Dr. Christine Hohmann-Dennhardt ist Juristin und hat sich seit den 1970er Jahren in zahlreichen Veröffentlichungen mit dem (Verfassungs-)Recht der Gleichberechtigung und seiner Durchsetzung befasst. Sie war Mitglied der Gemeinsamen Verfassungskommission von Bund und Ländern, die nach der deutschen Wiedervereinigung den Auftrag hatte, Empfehlungen für eine Fortentwicklung des Grundgesetzes zu erarbeiten. Ein Ergebnis war die Ergänzung von Art. 3 Abs. 2 um seinen nunmehrigen Satz 2. Neben ihren wissenschaftlichen Studien konnte sie sich beim Thema Gleichberechtigung stets auch auf ihre Erfahrungen stützen, die sie sich, oft als erste und manchmal einzige Frau, in ihren beruflichen Positionen als Lehrende an Universitäten, als Richterin und Direktorin eines Gerichts, als Sozialdezernentin der Stadt Frankfurt, als Ministerin der Justiz und später für Wissenschaft und Kunst des Landes Hessen, als Richterin des Bundesverfassungsgerichts und als Vorstandsmitglied zweier deutscher Automobilkonzerne erworben hat. Ihre weiteren fachlichen Schwerpunkte liegen im Arbeits-, Sozial- und Gesellschaftsrecht, im Verfassungsrecht und in der Compliance.

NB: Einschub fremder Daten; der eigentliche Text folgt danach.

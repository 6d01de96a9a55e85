//! CutMeshError: unified error type for the cut-mesh topology engine
//!
//! Every public operation of the engine and of the XFEM adapter returns
//! `Result<_, CutMeshError>`. The variants fall into three groups: invalid
//! input, topology invariant violations, and use of references that did not
//! survive a reset.

use crate::topology::node::NodeKey;
use thiserror::Error;

/// Unified error type for cut-mesh operations.
#[derive(Debug, Error, Clone, PartialEq)]
pub enum CutMeshError {
    // -------------------------------------------------------------------------
    // Invalid input
    // -------------------------------------------------------------------------
    /// Bulk ingestion was handed no elements.
    #[error("initial connectivity is empty")]
    EmptyConnectivity,
    /// Element connectivity with an unsupported number of nodes.
    #[error("element connectivity must have 3 or 4 nodes, got {found}")]
    InvalidElementArity { found: usize },
    /// An element connectivity lists the same node twice.
    #[error("element connectivity repeats node {node}")]
    RepeatedNode { node: u32 },
    /// An element id was registered twice.
    #[error("element {0} already exists")]
    DuplicateElement(u32),
    /// The requested element does not exist.
    #[error("element {0} not found")]
    UnknownElement(u32),
    /// The requested node does not exist in its pool.
    #[error("node {0} not found")]
    UnknownNode(NodeKey),
    /// An edge index beyond the element's edge count.
    #[error("edge {edge} out of range for element {element} with {num_edges} edges")]
    EdgeOutOfRange {
        element: u32,
        edge: usize,
        num_edges: usize,
    },
    /// A parametric position outside `[0, 1]`.
    #[error("parametric position {0} is outside [0, 1]")]
    PositionOutOfRange(f64),
    /// A cut that cannot be placed on its edge, such as one between two
    /// coincident points.
    #[error("invalid intersection: {0}")]
    InvalidIntersection(String),
    /// A new cut disagrees with the one already stored on an edge.
    #[error(
        "edge {edge} of element {element} already has an intersection at {existing}, cannot add one at {position}"
    )]
    IntersectionMismatch {
        element: u32,
        edge: usize,
        position: f64,
        existing: f64,
    },
    /// A cut was replayed with a different embedded node than the one stored.
    #[error("edge {edge} of element {element} carries embedded node {existing}, not {requested}")]
    EmbeddedNodeMismatch {
        element: u32,
        edge: usize,
        existing: NodeKey,
        requested: NodeKey,
    },
    /// Two elements sharing an edge disagree about the cut on it.
    #[error(
        "shared edge between element {element} (edge {edge}) and element {neighbor} (edge {neighbor_edge}) has mismatched intersections"
    )]
    NeighborIntersectionMismatch {
        element: u32,
        edge: usize,
        neighbor: u32,
        neighbor_edge: usize,
    },
    /// A node was used as an edge endpoint it does not belong to.
    #[error("node {node} is not an endpoint of edge ({first}, {second})")]
    NodeNotOnEdge {
        node: NodeKey,
        first: NodeKey,
        second: NodeKey,
    },

    // -------------------------------------------------------------------------
    // Topology invariant violations
    // -------------------------------------------------------------------------
    /// A fragment boundary has a gap.
    #[error("fragment {fragment} of element {element} is not a closed loop")]
    OpenFragment { element: u32, fragment: usize },
    /// Two neighbors see their shared edge with the same orientation.
    #[error("elements {element} and {neighbor} overlay each other on a shared edge")]
    InconsistentWinding { element: u32, neighbor: u32 },
    /// Edge neighbor lists are not mutual.
    #[error("element {neighbor} is a neighbor of element {element} but not vice versa")]
    AsymmetricNeighbors { element: u32, neighbor: u32 },
    /// More than two elements claim the same edge.
    #[error("edge {edge} of element {element} already has two neighbors")]
    TooManyEdgeNeighbors { element: u32, edge: usize },
    /// An element holds a fragment count the current stage cannot handle.
    #[error("element {element} has {found} fragments: {context}")]
    FragmentCount {
        element: u32,
        found: usize,
        context: &'static str,
    },
    /// Two nodes cannot be unified.
    #[error("cannot merge node {first} with node {second}: {reason}")]
    IllegalMerge {
        first: NodeKey,
        second: NodeKey,
        reason: &'static str,
    },
    /// Any other broken topology invariant, with a description.
    #[error("topology invariant violated: {0}")]
    Invariant(String),

    // -------------------------------------------------------------------------
    // Lifetime violations
    // -------------------------------------------------------------------------
    /// A handle refers to an object from an earlier generation.
    #[error("stale handle to {what} {id}: created in generation {handle}, current is {current}")]
    StaleHandle {
        what: &'static str,
        id: u32,
        handle: u64,
        current: u64,
    },
    /// Temporary nodes survived a topology update.
    #[error("{0} temporary nodes survived the topology update")]
    LeakedTemporaryNodes(usize),

    // -------------------------------------------------------------------------
    // Host-side errors
    // -------------------------------------------------------------------------
    /// The host mesh has no such element.
    #[error("host element {0} not found")]
    UnknownHostElement(u32),
    /// The host mesh has no such node.
    #[error("host node {0} not found")]
    UnknownHostNode(u32),
    /// An element was marked twice in the same update cycle.
    #[error("element {0} is already state-marked for cutting")]
    DuplicateStateMark(u32),
    /// `get_cut_plane` quantity index outside `0..6`.
    #[error("cut plane quantity {0} is not in 0..6")]
    InvalidCutPlaneQuantity(usize),
    /// Degenerate geometry encountered while evaluating cuts or fractions.
    #[error("Invalid geometry: {0}")]
    InvalidGeometry(String),
}
//! Cut definitions: where cracks cross element edges.
//!
//! A [`GeometricCut`] reports, for a straight edge given by its end points,
//! the parametric position at which the crack crosses it. Cuts driven by the
//! solution state are collected as [`StateMarks`] instead.

pub mod plane;
pub mod state;

pub use plane::{GrowthWindow, PlaneCut};
pub use state::{MarkOrigin, StateMarks};

use crate::mesh_error::CutMeshError;
use serde::{Deserialize, Serialize};

/// A cut crossing a numbered edge at a parametric position measured from
/// the edge's first end point.
#[derive(Copy, Clone, Debug, PartialEq)]
pub struct CutEdge {
    pub edge: usize,
    pub position: f64,
}

/// A crack described by geometry.
pub trait GeometricCut {
    /// Position along `first -> second` where the crack crosses at `time`.
    ///
    /// Crossings exactly at an end point are not reported.
    fn edge_cut(
        &self,
        first: [f64; 2],
        second: [f64; 2],
        time: f64,
    ) -> Result<Option<f64>, CutMeshError>;

    /// Crossings with a sequence of edges, each given by its end points.
    fn cut_edges(&self, edges: &[[[f64; 2]; 2]], time: f64) -> Result<Vec<CutEdge>, CutMeshError> {
        let mut cuts = Vec::new();
        for (edge, [first, second]) in edges.iter().enumerate() {
            if let Some(position) = self.edge_cut(*first, *second, time)? {
                cuts.push(CutEdge { edge, position });
            }
        }
        Ok(cuts)
    }
}

/// The geometric cuts that can be registered with the adapter or listed in
/// its configuration. State-driven cuts are not geometric; see [`StateMarks`].
#[derive(Clone, Debug, PartialEq, Serialize, Deserialize)]
#[serde(tag = "kind", rename_all = "snake_case")]
pub enum GeometricCutSource {
    Plane(PlaneCut),
}

impl GeometricCut for GeometricCutSource {
    fn edge_cut(
        &self,
        first: [f64; 2],
        second: [f64; 2],
        time: f64,
    ) -> Result<Option<f64>, CutMeshError> {
        match self {
            GeometricCutSource::Plane(plane) => plane.edge_cut(first, second, time),
        }
    }
}

impl From<PlaneCut> for GeometricCutSource {
    fn from(plane: PlaneCut) -> Self {
        GeometricCutSource::Plane(plane)
    }
}
use dubline::history::{HistoryStore, MemoryHistoryStore};
use dubline::languages::VoiceSelection;
use dubline::media::MediaPayload;
use dubline::pipeline::{
    CollectingProgress, CollectingReporter, Pipeline, PipelineRequest, PipelineState, Stage,
};
use dubline::stages::{MockSpeechToText, MockTextToSpeech, MockTranslator};
use std::sync::Arc;

fn hello_request() -> PipelineRequest {
    PipelineRequest::new(
        MediaPayload::new("hello.mp4", "video/mp4", vec![7u8; 64]),
        "es",
        VoiceSelection::default(),
    )
}

fn pcm_24() -> Vec<u8> {
    (0u8..24).collect()
}

#[tokio::test]
async fn hello_video_becomes_spanish_wav() {
    let progress = Arc::new(CollectingProgress::new());
    let store = Arc::new(MemoryHistoryStore::new());
    let pipeline = Pipeline::new(
        Arc::new(MockSpeechToText::new().with_text("Hello world")),
        Arc::new(MockTranslator::new().with_text("Hola mundo")),
        Arc::new(MockTextToSpeech::new().with_pcm(&pcm_24())),
    )
    .with_progress(progress.clone())
    .with_history(store.clone());

    let run = pipeline
        .run(&hello_request().with_user("user-1"))
        .await
        .expect("pipeline should complete");

    assert_eq!(run.result.transcription, "Hello world");
    assert_eq!(run.result.translated_text, "Hola mundo");

    let bytes = run.result.audio.as_bytes();
    assert_eq!(bytes.len(), 68);
    assert_eq!(&bytes[0..4], b"RIFF");
    assert_eq!(u32::from_le_bytes([bytes[4], bytes[5], bytes[6], bytes[7]]), 60);
    assert_eq!(&bytes[8..12], b"WAVE");
    assert_eq!(&bytes[36..40], b"data");
    assert_eq!(&bytes[44..], pcm_24().as_slice());

    assert_eq!(
        progress.completed(),
        vec![Stage::Transcribe, Stage::Translate, Stage::Synthesize]
    );

    assert!(run.persistence.is_scheduled());
    run.persistence.settle().await;

    let records = store.list("user-1").await.expect("list history");
    assert_eq!(records.len(), 1);
    assert_eq!(records[0].video_name, "hello.mp4");
    assert_eq!(records[0].translated_text, "Hola mundo");
    assert_eq!(records[0].target_language, "es");
}

#[tokio::test]
async fn translation_failure_stops_before_synthesis() {
    let progress = Arc::new(CollectingProgress::new());
    let tts = Arc::new(MockTextToSpeech::new());
    let store = Arc::new(MemoryHistoryStore::new());
    let pipeline = Pipeline::new(
        Arc::new(MockSpeechToText::new().with_text("Hello world")),
        Arc::new(MockTranslator::new().with_failure()),
        tts.clone(),
    )
    .with_progress(progress.clone())
    .with_history(store.clone());

    let failure = pipeline
        .run(&hello_request().with_user("user-1"))
        .await
        .expect_err("translation should fail");

    assert_eq!(failure.stage, Stage::Translate);
    assert!(matches!(
        failure.state(),
        PipelineState::Failed {
            stage: Stage::Translate,
            ..
        }
    ));
    assert_eq!(progress.completed(), vec![Stage::Transcribe]);
    assert!(tts.requests().is_empty());
    assert!(store.is_empty());
}

#[tokio::test]
async fn transcription_failure_reports_transcribe_stage() {
    let translator = Arc::new(MockTranslator::new());
    let pipeline = Pipeline::new(
        Arc::new(MockSpeechToText::new().with_no_output("no media returned")),
        translator.clone(),
        Arc::new(MockTextToSpeech::new()),
    );

    let failure = pipeline
        .run(&hello_request())
        .await
        .expect_err("transcription should fail");

    assert_eq!(failure.stage, Stage::Transcribe);
    assert!(failure.to_string().starts_with("transcribe failed"));
    assert!(translator.requests().is_empty());
}

#[tokio::test]
async fn history_failure_does_not_fail_the_run() {
    let reporter = Arc::new(CollectingReporter::new());
    let pipeline = Pipeline::new(
        Arc::new(MockSpeechToText::new().with_text("Hello world")),
        Arc::new(MockTranslator::new().with_text("Hola mundo")),
        Arc::new(MockTextToSpeech::new().with_pcm(&pcm_24())),
    )
    .with_history(Arc::new(MemoryHistoryStore::new().denying()))
    .with_error_reporter(reporter.clone());

    let run = pipeline
        .run(&hello_request().with_user("user-1"))
        .await
        .expect("history errors must not fail the run");
    assert_eq!(run.result.translated_text, "Hola mundo");

    run.persistence.settle().await;

    let reports = reporter.reports();
    assert_eq!(reports.len(), 1);
    assert_eq!(reports[0].0, "history");
    assert!(reports[0].1.contains("users/user-1/history"));
}

#[tokio::test]
async fn anonymous_run_skips_history() {
    let store = Arc::new(MemoryHistoryStore::new());
    let pipeline = Pipeline::new(
        Arc::new(MockSpeechToText::new()),
        Arc::new(MockTranslator::new()),
        Arc::new(MockTextToSpeech::new()),
    )
    .with_history(store.clone());

    let run = pipeline.run(&hello_request()).await.expect("run");

    assert!(!run.persistence.is_scheduled());
    run.persistence.settle().await;
    assert!(store.is_empty());
}

#[tokio::test]
async fn empty_transcript_is_still_translated() {
    let translator = Arc::new(MockTranslator::new().with_text("(silencio)"));
    let tts = Arc::new(MockTextToSpeech::new());
    let pipeline = Pipeline::new(
        Arc::new(MockSpeechToText::new().with_text("")),
        translator.clone(),
        tts.clone(),
    );

    let run = pipeline.run(&hello_request()).await.expect("run");

    assert_eq!(run.result.transcription, "");
    assert_eq!(
        translator.requests(),
        vec![(String::new(), "es".to_string())]
    );
    assert_eq!(tts.requests()[0].0, "(silencio)");
}

#[tokio::test]
async fn result_audio_is_a_wav_data_uri() {
    let pipeline = Pipeline::new(
        Arc::new(MockSpeechToText::new()),
        Arc::new(MockTranslator::new()),
        Arc::new(MockTextToSpeech::new().with_pcm(&pcm_24())),
    );

    let run = pipeline.run(&hello_request()).await.expect("run");

    assert!(
        run.result
            .audio_data_uri()
            .starts_with("data:audio/wav;base64,")
    );
}
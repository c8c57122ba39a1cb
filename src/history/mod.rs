//! Per-user translation history.
//!
//! One record is appended per successful pipeline run. Records are never
//! updated by this crate. The store stamps the creation time.

#[cfg(feature = "http")]
pub mod firestore;
pub mod memory;

use crate::error::PersistenceError;
use async_trait::async_trait;
use chrono::{DateTime, Utc};
use serde::{Deserialize, Serialize};
use std::sync::Arc;

#[cfg(feature = "http")]
pub use firestore::FirestoreHistoryStore;
pub use memory::MemoryHistoryStore;

/// What the caller asks to be remembered about a run.
#[derive(Debug, Clone, PartialEq, Eq, Serialize, Deserialize)]
#[serde(rename_all = "camelCase")]
pub struct HistoryEntry {
    pub video_name: String,
    pub translated_text: String,
    pub target_language: String,
}

/// A stored history entry.
#[derive(Debug, Clone, PartialEq, Eq, Serialize, Deserialize)]
#[serde(rename_all = "camelCase")]
pub struct HistoryRecord {
    pub id: String,
    pub user_id: String,
    pub video_name: String,
    pub translated_text: String,
    pub target_language: String,
    pub created_at: DateTime<Utc>,
}

/// Collection path holding one user's records.
pub fn collection_path(user_id: &str) -> String {
    format!("users/{}/history", user_id)
}

/// Append-only history storage.
#[async_trait]
pub trait HistoryStore: Send + Sync {
    /// Append a record for `user_id`, returning it with its id and creation time.
    async fn append(
        &self,
        user_id: &str,
        entry: &HistoryEntry,
    ) -> Result<HistoryRecord, PersistenceError>;

    /// All records for `user_id`, newest first.
    async fn list(&self, user_id: &str) -> Result<Vec<HistoryRecord>, PersistenceError>;
}

#[async_trait]
impl<T: HistoryStore + ?Sized> HistoryStore for Arc<T> {
    async fn append(
        &self,
        user_id: &str,
        entry: &HistoryEntry,
    ) -> Result<HistoryRecord, PersistenceError> {
        (**self).append(user_id, entry).await
    }

    async fn list(&self, user_id: &str) -> Result<Vec<HistoryRecord>, PersistenceError> {
        (**self).list(user_id).await
    }
}

/// Sort records newest first. Ties keep their relative order.
pub(crate) fn sort_newest_first(records: &mut [HistoryRecord]) {
    records.sort_by(|a, b| b.created_at.cmp(&a.created_at));
}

Publikationen zum Thema: Ungleichheit und Gleichberechtigung – Zur kompensatorischen Funktion der Frauenquoten in Rechts- und Sozialpolitik, Heidelberg 1982; Gleichberechtigung im Familienrecht, in: djb Aktuelle Informationen 1, 2006; Entfesselung. Von der Beharrlichkeit mentaler Strickmuster und patriarchaler Chefsesselbastionen, in: Herrschaftszeiten. Vom Leben in der Männerwelt, Hrsg. Friederike Girst, Köln 2009; Berufliche Gleichstellung von Frauen – Notwendigkeit und Formen einer Regulierung, in: Geschlechtergerechtigkeit, Festschrift für Heide Pfarr, Hrsg. Christine Hohmann-Dennhardt, Marita Körner, Reingard Zimmer, Baden-Baden 2010; Artikel 3 Absatz 2 Grundgesetz – ein verpflichtendes Erbe, in: Elisabeth Selbert und die Gleichstellung der Frauen: Eine unvollendete Geschichte, Hrsg. Hans Eichel, Barbara Stolterfoth, Kassel 2015.